> **Stored data**:
*** Begin section ***

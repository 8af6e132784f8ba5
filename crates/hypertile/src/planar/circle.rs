//! Circles, inversion and geodesic arcs.

use nalgebra::Vector2;

use crate::error::DegenerateError;
use crate::hyperbolic::Polygon;

/// Euclidean circle `|z − center| = radius`.
#[derive(Clone, Copy, Debug, PartialEq)]
pub struct Circle {
    pub center: Vector2<f64>,
    pub radius: f64,
}

impl Circle {
    #[inline]
    pub fn new(center: Vector2<f64>, radius: f64) -> Self {
        Self { center, radius }
    }
    /// The unit circle bounding the Poincaré disk.
    #[inline]
    pub fn unit() -> Self {
        Self::new(Vector2::zeros(), 1.0)
    }
    /// `(center_x, center_y, radius)` as uploaded by the renderer.
    #[inline]
    pub fn to_triple(&self) -> [f64; 3] {
        [self.center.x, self.center.y, self.radius]
    }
    /// Signed distance from `p` to the circle (negative inside).
    #[inline]
    pub fn signed_distance(&self, p: Vector2<f64>) -> f64 {
        (p - self.center).norm() - self.radius
    }
}

/// Circle through three points.
///
/// Pre: `a`, `b`, `c` not collinear.
/// Post: the unique circle through all three; `Collinear` when
/// `|det| <= eps_det * scale²`, where `scale` is the largest coordinate spread.
pub fn circumcircle(
    a: Vector2<f64>,
    b: Vector2<f64>,
    c: Vector2<f64>,
    eps_det: f64,
) -> Result<Circle, DegenerateError> {
    let ab = (a.norm_squared() - b.norm_squared()) / 2.0;
    let bc = (b.norm_squared() - c.norm_squared()) / 2.0;
    let det = (a.x - b.x) * (b.y - c.y) - (a.y - b.y) * (b.x - c.x);

    let scale = [
        (a.x - b.x).abs(),
        (a.y - b.y).abs(),
        (b.x - c.x).abs(),
        (b.y - c.y).abs(),
    ]
    .into_iter()
    .fold(0.0_f64, f64::max);
    if !det.is_finite() || det.abs() <= eps_det * scale * scale {
        return Err(DegenerateError::Collinear { det });
    }

    let center = Vector2::new(
        (ab * (b.y - c.y) - bc * (a.y - b.y)) / det,
        (bc * (a.x - b.x) - ab * (b.x - c.x)) / det,
    );
    let radius = (center - a).norm();
    if !radius.is_finite() {
        return Err(DegenerateError::NonFinite("circumcircle"));
    }
    Ok(Circle { center, radius })
}

/// Inversion of `p` in the circle `(center, radius)`:
/// the point on the ray center→p with `|cp|·|cp'| = radius²`.
pub fn invert(
    p: Vector2<f64>,
    center: Vector2<f64>,
    radius: f64,
) -> Result<Vector2<f64>, DegenerateError> {
    if !(radius.is_finite() && radius > 0.0) {
        return Err(DegenerateError::NonPositiveRadius { radius });
    }
    let v = p - center;
    let d2 = v.norm_squared();
    if d2 == 0.0 {
        return Err(DegenerateError::AtInversionCenter);
    }
    let image = center + v * (radius * radius / d2);
    if !(image.x.is_finite() && image.y.is_finite()) {
        return Err(DegenerateError::NonFinite("inversion"));
    }
    Ok(image)
}

/// Euclidean circle carrying the hyperbolic geodesic through `a` and `b`.
///
/// The geodesic is orthogonal to the unit circle, so it also passes through
/// the inverse of `a` in the unit circle. A chord through the origin is a
/// diameter and is reported as `Collinear`.
pub fn geodesic_arc(
    a: Vector2<f64>,
    b: Vector2<f64>,
    eps_det: f64,
) -> Result<Circle, DegenerateError> {
    let unit = Circle::unit();
    let a_inv = invert(a, unit.center, unit.radius)?;
    circumcircle(a, b, a_inv, eps_det)
}

/// One geodesic arc per polygon edge `(v_i, v_{i+1})`, in vertex order.
pub fn shape_edges(polygon: &Polygon, eps_det: f64) -> Result<Vec<Circle>, DegenerateError> {
    polygon
        .edges()
        .map(|(a, b)| geodesic_arc(a, b, eps_det))
        .collect()
}

/// Flat `[cx0, cy0, r0, cx1, ...]` buffer, `3 * edges.len()` scalars.
pub fn edge_buffer(edges: &[Circle]) -> Vec<f64> {
    edges.iter().flat_map(Circle::to_triple).collect()
}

*** End section ***

> **Exercise directions**:
Lines from the top of the entries through the line with "pub fn to_triple(&self)" are to be transcribed exactly, and nothing more.

> **Response area**:
repository 8af6e132784f8ba5
filename crates/hypertile/src/planar/circle.rs
//! Circles, inversion and geodesic arcs.

use nalgebra::Vector2;

use crate::error::DegenerateError;
use crate::hyperbolic::Polygon;

/// Euclidean circle `|z − center| = radius`.
#[derive(Clone, Copy, Debug, PartialEq)]
pub struct Circle {
    pub center: Vector2<f64>,
    pub radius: f64,
}

impl Circle {
    #[inline]
    pub fn new(center: Vector2<f64>, radius: f64) -> Self {
        Self { center, radius }
    }
    /// The unit circle bounding the Poincaré disk.
    #[inline]
    pub fn unit() -> Self {
        Self::new(Vector2::zeros(), 1.0)
    }
    /// `(center_x, center_y, radius)` as uploaded by the renderer.
    #[inline]
    pub fn to_triple(&self) -> [f64; 3] {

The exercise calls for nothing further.